花满城手中血光一闪,血骨剑搭在肩上直指咽喉之处。她咬了咬嘴唇,眉宇之间浮出一种我从未见过的深思熟虑:“阿竹,我的性子你也应当清楚,我既然跟着你来到了这里,必不会让你一人前去。就算是用武力胁迫,我也跟着你一同去。生同行,死同穴,你休想把我撇下。”
我垂眸看着搭在肩膀上的骨剑,细长的剑身通体皆是令人惊心的血红,淡淡的味道与妖艳灼目的颜色隐隐露出危险的感觉。我随手一抬,移开了花满城的剑,对着她坚定的脸庞感到有些无奈与苦恼:“这可不好办,你我皆不肯后退一步……”
“那我只好强行让你留在修武了。”话说之间,我的身影如同水中的倒影一般变得模糊摇晃。花满城轻咬嘴唇,手中的血骨剑一挺,却刺入了徒留的幻影之中。
“哎呀,真狠。”亭中空留着我的似笑非笑的声音,花满城手中旋转着血骨剑,画出一圈圈血色的剑光。手中的血骨剑忽而停下,立即化成一道道血色的剑光在亭中漫步目标地狂刺着,凌冽的剑气一道道地在亭中高大的柱子上留下深深的剑痕。
我转到花满城身后,冲着她耳边低语道:“阿满,你修为虽高,但抓到我,也不是那么容易。”
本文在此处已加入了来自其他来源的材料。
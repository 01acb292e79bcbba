use std::path::PathBuf;

use clap::{Parser, Subcommand};

fn parse_positive_u64(value: &str) -> Result<u64, String> {
    let parsed = value
        .parse::<u64>()
        .map_err(|error| format!("failed to parse integer: {error}"))?;
    if parsed == 0 {
        return Err("value must be greater than 0".to_string());
    }
    Ok(parsed)
}

fn parse_positive_usize(value: &str) -> Result<usize, String> {
    let parsed = value
        .parse::<usize>()
        .map_err(|error| format!("failed to parse integer: {error}"))?;
    if parsed == 0 {
        return Err("value must be greater than 0".to_string());
    }
    Ok(parsed)
}

fn parse_reply_marker(value: &str) -> Result<char, String> {
    let mut chars = value.trim().chars();
    match (chars.next(), chars.next()) {
        (Some(marker), None) if !marker.is_alphanumeric() => Ok(marker),
        (Some(_), None) => {
            Err("reply marker must be a punctuation or symbol character".to_string())
        }
        _ => Err("reply marker must be exactly one character".to_string()),
    }
}

#[derive(Debug, Parser)]
#[command(
    name = "parley",
    about = "Human-in-the-loop escalation bridge: raise questions to a chat channel and collect correlated replies",
    version
)]
pub struct Cli {
    #[arg(
        long = "telegram-bot-token",
        env = "TELEGRAM_BOT_TOKEN",
        hide_env_values = true,
        help = "Telegram bot token used for sendMessage/getUpdates"
    )]
    pub telegram_bot_token: Option<String>,

    #[arg(
        long = "telegram-chat-id",
        env = "TELEGRAM_CHAT_ID",
        allow_hyphen_values = true,
        help = "Chat that receives escalation questions (group ids are negative)"
    )]
    pub telegram_chat_id: Option<String>,

    #[arg(
        long = "telegram-allow-chat-replies",
        env = "PARLEY_TELEGRAM_ALLOW_CHAT_REPLIES",
        default_value_t = false,
        help = "Authorize any sender writing in --telegram-chat-id; ignored when --telegram-allowed-user-ids is set"
    )]
    pub telegram_allow_chat_replies: bool,

    #[arg(
        long = "telegram-allowed-user-ids",
        env = "TELEGRAM_ALLOWED_USER_IDS",
        default_value = "",
        help = "Comma-separated Telegram user ids allowed to answer escalations from any chat"
    )]
    pub telegram_allowed_user_ids: String,

    #[arg(
        long = "telegram-api-base",
        env = "PARLEY_TELEGRAM_API_BASE",
        default_value = "https://api.telegram.org",
        help = "Base URL for the Telegram Bot API"
    )]
    pub telegram_api_base: String,

    #[arg(
        long = "default-timeout-seconds",
        env = "PARLEY_DEFAULT_TIMEOUT_SECONDS",
        default_value_t = 1_800,
        value_parser = parse_positive_u64,
        help = "Escalation timeout applied when the caller does not supply one"
    )]
    pub default_timeout_seconds: u64,

    #[arg(
        long = "max-timeout-seconds",
        env = "PARLEY_MAX_TIMEOUT_SECONDS",
        default_value_t = 86_400,
        value_parser = parse_positive_u64,
        help = "Upper bound for caller-supplied escalation timeouts"
    )]
    pub max_timeout_seconds: u64,

    #[arg(
        long = "poll-interval-ms",
        env = "PARLEY_POLL_INTERVAL_MS",
        default_value_t = 2_000,
        value_parser = parse_positive_u64,
        help = "Interval between reply poll cycles"
    )]
    pub poll_interval_ms: u64,

    #[arg(
        long = "retention-seconds",
        env = "PARLEY_RETENTION_SECONDS",
        default_value_t = 3_600,
        value_parser = parse_positive_u64,
        help = "How long answered/expired escalations stay queryable before eviction"
    )]
    pub retention_seconds: u64,

    #[arg(
        long = "reply-marker",
        env = "PARLEY_REPLY_MARKER",
        default_value = "#",
        value_parser = parse_reply_marker,
        help = "Character that prefixes the escalation id in replies"
    )]
    pub reply_marker: char,

    #[arg(
        long = "state-dir",
        env = "PARLEY_STATE_DIR",
        default_value = ".parley",
        help = "Directory for the poller state file and escalation audit log"
    )]
    pub state_dir: PathBuf,

    #[arg(
        long = "request-timeout-ms",
        env = "PARLEY_REQUEST_TIMEOUT_MS",
        default_value_t = 15_000,
        value_parser = parse_positive_u64,
        help = "HTTP timeout for Telegram API requests"
    )]
    pub request_timeout_ms: u64,

    #[arg(
        long = "retry-max-attempts",
        env = "PARLEY_RETRY_MAX_ATTEMPTS",
        default_value_t = 3,
        value_parser = parse_positive_usize,
        help = "Attempts per Telegram API call for retryable failures"
    )]
    pub retry_max_attempts: usize,

    #[arg(
        long = "retry-base-delay-ms",
        env = "PARLEY_RETRY_BASE_DELAY_MS",
        default_value_t = 500,
        value_parser = parse_positive_u64,
        help = "Base delay for linear retry backoff"
    )]
    pub retry_base_delay_ms: u64,

    #[arg(
        long = "long-poll-timeout-seconds",
        env = "PARLEY_LONG_POLL_TIMEOUT_SECONDS",
        default_value_t = 0,
        help = "getUpdates long-poll timeout; 0 uses short polling"
    )]
    pub long_poll_timeout_seconds: u64,

    #[command(subcommand)]
    pub command: Option<ParleyCommand>,
}

impl Cli {
    pub fn command(&self) -> ParleyCommand {
        self.command.clone().unwrap_or(ParleyCommand::Serve)
    }
}

#[derive(Debug, Clone, PartialEq, Eq, Subcommand)]
pub enum ParleyCommand {
    /// Run the reply poller and serve MCP JSON-RPC on stdio (default).
    Serve,
    /// Send one plain message through the configured channel.
    Notify {
        /// Message text to deliver.
        message: String,
    },
    /// Print the poller state report as JSON.
    Status,
}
花满城旋即回身便是一剑,我的身影旋即如烟般散去,轻轻叹了一声:“阿满……”
花满城的手中狂舞着无限血光,剑招虽然精妙无穷,但剑势却没有丝毫的凌辣狠毒,致使我在那些血光剑气之中来去自如。阿璇没有多为我担心,毕竟她也知道星舞流光的玄妙,而北啸煌微微垂下了他那不可一世的头:“唔……这步法倒是颇为奇特,可是你们家传的功夫?”
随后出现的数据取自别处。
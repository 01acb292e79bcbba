//! Low-level helpers shared by the parley crates.
//!
//! Wall-clock helpers used for escalation deadlines, atomic state-file writes,
//! and size-rotated NDJSON logs.

pub mod atomic_io;
pub mod log_rotation;
pub mod time_utils;

pub use atomic_io::write_text_atomic;
pub use log_rotation::{append_line_with_rotation, LogRotationPolicy};
pub use time_utils::{
    current_unix_timestamp_ms, duration_to_ms, format_unix_ms_rfc3339, is_past_deadline_ms,
};
use tracing::level_filters::LevelFilter;
use tracing_subscriber::EnvFilter;

/// Installs the global subscriber. Output goes to stderr; stdout is reserved
/// for the MCP protocol stream.
pub(crate) fn init_tracing() {
    let env_filter = EnvFilter::builder()
        .with_default_directive(LevelFilter::INFO.into())
        .from_env_lossy();

    tracing_subscriber::fmt()
        .with_env_filter(env_filter)
        .with_writer(std::io::stderr)
        .with_target(false)
        .compact()
        .init();
}
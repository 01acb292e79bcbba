use std::time::Duration;

use chrono::{DateTime, SecondsFormat, Utc};

/// Returns the current Unix timestamp in milliseconds.
pub fn current_unix_timestamp_ms() -> u64 {
    std::time::SystemTime::now()
        .duration_since(std::time::UNIX_EPOCH)
        .unwrap_or_default()
        .as_millis()
        .try_into()
        .unwrap_or(u64::MAX)
}

/// Converts a duration to whole milliseconds, saturating at `u64::MAX`.
pub fn duration_to_ms(duration: Duration) -> u64 {
    u64::try_from(duration.as_millis()).unwrap_or(u64::MAX)
}

/// Returns true once `now_unix_ms` is strictly past `deadline_unix_ms`.
pub fn is_past_deadline_ms(deadline_unix_ms: u64, now_unix_ms: u64) -> bool {
    now_unix_ms > deadline_unix_ms
}

/// Renders a unix millisecond timestamp as an RFC 3339 UTC string.
pub fn format_unix_ms_rfc3339(unix_ms: u64) -> String {
    let millis = i64::try_from(unix_ms).unwrap_or(i64::MAX);
    DateTime::<Utc>::from_timestamp_millis(millis)
        .map(|value| value.to_rfc3339_opts(SecondsFormat::Secs, true))
        .unwrap_or_else(|| format!("unix_ms:{unix_ms}"))
}
//! Message channel adapters used to deliver escalation questions and collect
//! replies.
//!
//! [`MessageChannel`] is the I/O boundary: send one text message to the
//! configured destination, and fetch inbound messages after a cursor.
//! [`TelegramChannel`] implements it against the Telegram Bot API;
//! [`MemoryChannel`] is an in-process implementation for tests and embedding.

pub mod channel_contract;
pub mod memory_channel;
pub mod telegram_channel;

pub use channel_contract::*;
pub use memory_channel::*;
pub use telegram_channel::*;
“嗯,不算是,哥哥的自幼体质特殊,无法真正修炼星舞流光,这是哥哥自己悟出的步法,不过其内所蕴含的武技精髓是相通的,若要学起来也不是很难,只是哥哥自己在步法中融合了别的功法,就单单看刚才那如水般虚幻的倒影,我想哥哥定是修习水行典籍。”
“哼,面对一个女子也不敢正面,当真羞为男儿。”北啸煌冷哼一声,立即重重地朝着地面点了下头。阿璇惊呼道:“哥哥,你别动手。”
北啸煌颇为恼怒,一手抓取一旁的血枪也在亭中狂舞起来。顿时之间,亭中布满了深深浅浅的血光,亭中的各根巨大的石柱上都出现了不同程度的剑与枪的痕迹。我面前刚刚闪过花满城的血剑,又飞起躲过北啸煌的血枪,虽然躲避得有些狼狈,但他们之间的招式依然沾不到我身上的一分一毫。
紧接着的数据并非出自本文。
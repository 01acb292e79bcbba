mod bootstrap_helpers;
mod cli_args;
mod escalation_runtime;
mod mcp_server;

use anyhow::{Context, Result};
use clap::Parser;

use crate::{
    bootstrap_helpers::init_tracing,
    cli_args::{Cli, ParleyCommand},
    escalation_runtime::{execute_notify_command, execute_serve_command, execute_status_command},
};

async fn run_cli(cli: Cli) -> Result<()> {
    match cli.command() {
        ParleyCommand::Serve => execute_serve_command(&cli).await,
        ParleyCommand::Notify { message } => {
            let receipt = execute_notify_command(&cli, &message).await?;
            let payload =
                serde_json::to_string_pretty(&receipt).context("failed to render receipt")?;
            println!("{payload}");
            Ok(())
        }
        ParleyCommand::Status => {
            let report = execute_status_command(&cli);
            let payload =
                serde_json::to_string_pretty(&report).context("failed to render status report")?;
            println!("{payload}");
            Ok(())
        }
    }
}

#[tokio::main]
async fn main() -> Result<()> {
    init_tracing();
    let cli = Cli::parse();
    run_cli(cli).await
}
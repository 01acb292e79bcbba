use async_trait::async_trait;
use serde::{Deserialize, Serialize};
use thiserror::Error;

#[derive(Debug, Clone, Copy, PartialEq, Eq, PartialOrd, Ord, Hash, Serialize, Deserialize)]
#[serde(transparent)]
/// Position in a channel's inbound history. Only ever moves forward.
pub struct ChannelCursor(pub u64);

impl ChannelCursor {
    pub fn value(self) -> u64 {
        self.0
    }
}

#[derive(Debug, Clone, PartialEq, Eq, Serialize, Deserialize)]
/// One inbound message as seen by the escalation subsystem.
pub struct InboundMessage {
    pub message_id: String,
    pub conversation_id: String,
    #[serde(default)]
    pub sender_id: Option<String>,
    #[serde(default)]
    pub sender_username: Option<String>,
    #[serde(default)]
    pub text: Option<String>,
    #[serde(default)]
    pub sent_unix_ms: u64,
}

#[derive(Debug, Clone, Default, PartialEq, Eq)]
/// Messages fetched in one call plus the cursor to resume from.
///
/// `next_cursor` is `None` when nothing new was observed; callers keep their
/// current cursor in that case.
pub struct InboundBatch {
    pub messages: Vec<InboundMessage>,
    pub next_cursor: Option<ChannelCursor>,
}

#[derive(Debug, Clone, Default, PartialEq, Eq, Serialize)]
/// Acknowledgement returned by a successful send.
pub struct DeliveryReceipt {
    pub message_id: Option<String>,
}

#[derive(Debug, Clone, PartialEq, Eq, Error)]
/// Failures surfaced by channel adapters.
pub enum ChannelError {
    #[error("channel configuration is incomplete: {0}")]
    MissingConfig(String),
    #[error("channel transport error: {0}")]
    Transport(String),
    #[error("channel request failed with status {status}: {body}")]
    HttpStatus { status: u16, body: String },
    #[error("channel api rejected the request: {description}")]
    Api { description: String },
    #[error("failed to parse channel response: {0}")]
    Parse(String),
    #[error("channel cursor is no longer valid")]
    CursorLost,
}

impl ChannelError {
    pub fn code(&self) -> &'static str {
        match self {
            Self::MissingConfig(_) => "missing_config",
            Self::Transport(_) => "transport_error",
            Self::HttpStatus { .. } => "http_status",
            Self::Api { .. } => "api_error",
            Self::Parse(_) => "parse_failed",
            Self::CursorLost => "cursor_lost",
        }
    }

    /// True for failures worth retrying inside the same call.
    pub fn is_retryable(&self) -> bool {
        match self {
            Self::Transport(_) => true,
            Self::HttpStatus { status, .. } => *status == 429 || *status >= 500,
            _ => false,
        }
    }
}

#[async_trait]
/// Transport used to deliver questions and receive replies.
pub trait MessageChannel: Send + Sync {
    /// Short label used in logs, e.g. `telegram`.
    fn name(&self) -> &str;

    /// Sends `text` to the configured destination.
    async fn send_text(&self, text: &str) -> Result<DeliveryReceipt, ChannelError>;

    /// Returns messages strictly after `cursor` (or everything the channel
    /// still retains when `cursor` is `None`).
    async fn fetch_since(&self, cursor: Option<ChannelCursor>)
        -> Result<InboundBatch, ChannelError>;

    /// Returns the cursor that corresponds to "now", skipping any backlog.
    async fn resume_cursor(&self) -> Result<Option<ChannelCursor>, ChannelError> {
        Ok(None)
    }
}

#[cfg(test)]
mod tests {
    use super::{ChannelCursor, ChannelError};

    #[test]
    fn unit_channel_error_retryability_follows_status_class() {
        assert!(ChannelError::Transport("reset".to_string()).is_retryable());
        assert!(ChannelError::HttpStatus {
            status: 429,
            body: String::new()
        }
        .is_retryable());
        assert!(ChannelError::HttpStatus {
            status: 502,
            body: String::new()
        }
        .is_retryable());
        assert!(!ChannelError::HttpStatus {
            status: 401,
            body: String::new()
        }
        .is_retryable());
        assert!(!ChannelError::CursorLost.is_retryable());
        assert_eq!(ChannelError::CursorLost.code(), "cursor_lost");
    }

    #[test]
    fn unit_cursor_orders_by_position() {
        assert!(ChannelCursor(3) < ChannelCursor(10));
        assert_eq!(ChannelCursor(7).value(), 7);
    }
}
厉剑昂一身黑衣轻扬,手中的黝黑无光的剑锋直指北啸煌的血枪,而剑柄也恰好卡住了花满城的剑刃,而他的另一只手拽住了我的衣领,硬生生打乱了我的追星步,虚幻的身影慢慢重合,显露出真身之形。
厉剑昂手中的剑一抬,打散了花满城与北啸煌的攻势。北啸煌冷着眼眸打量了厉剑昂一阵,把血枪扛在肩上,长哼了一声又重新坐在阿璇身边。而花满城看着我脸上淡淡的笑意,一双如水般清澈的眸子落下几滴泪。
我似乎被她的血剑狠狠地划出一道细长的口子,涔涔地渗透出血来。虽然我希望花满城一直保持如春日花开般的明媚笑靥,但我更希望她能平安快乐,带她出神农宫虽然有几分无奈,但也有让她暂时离开莫孤忧所施加重重枷锁的想法。
带着一丝僵硬的笑意,我却始终无法说出一句话。因为我知道,只要我说出任何一句话,花满城就会压抑不住自己的情绪。即便忍着心中隐隐的疼痛,我能做的,也只是制止花满城的做法。
厉剑昂把沉心剑收到背后,道:“阿竹,你这样做,只会伤到她的心。对她,对你,或是对现在的事,都没有任何好处。”
是我错了么?我不太明白自己********,为花满城设身处地地着想,错在哪里?难道拉着她一同涉入险境才算是对的?
环视亭中四人的目光皆落在我身上,我重重地叹了一口气,点头说道:“阿满,你赢了,你可以跟我一起去,但你要答应我,我若不准许,你不能擅自行动。”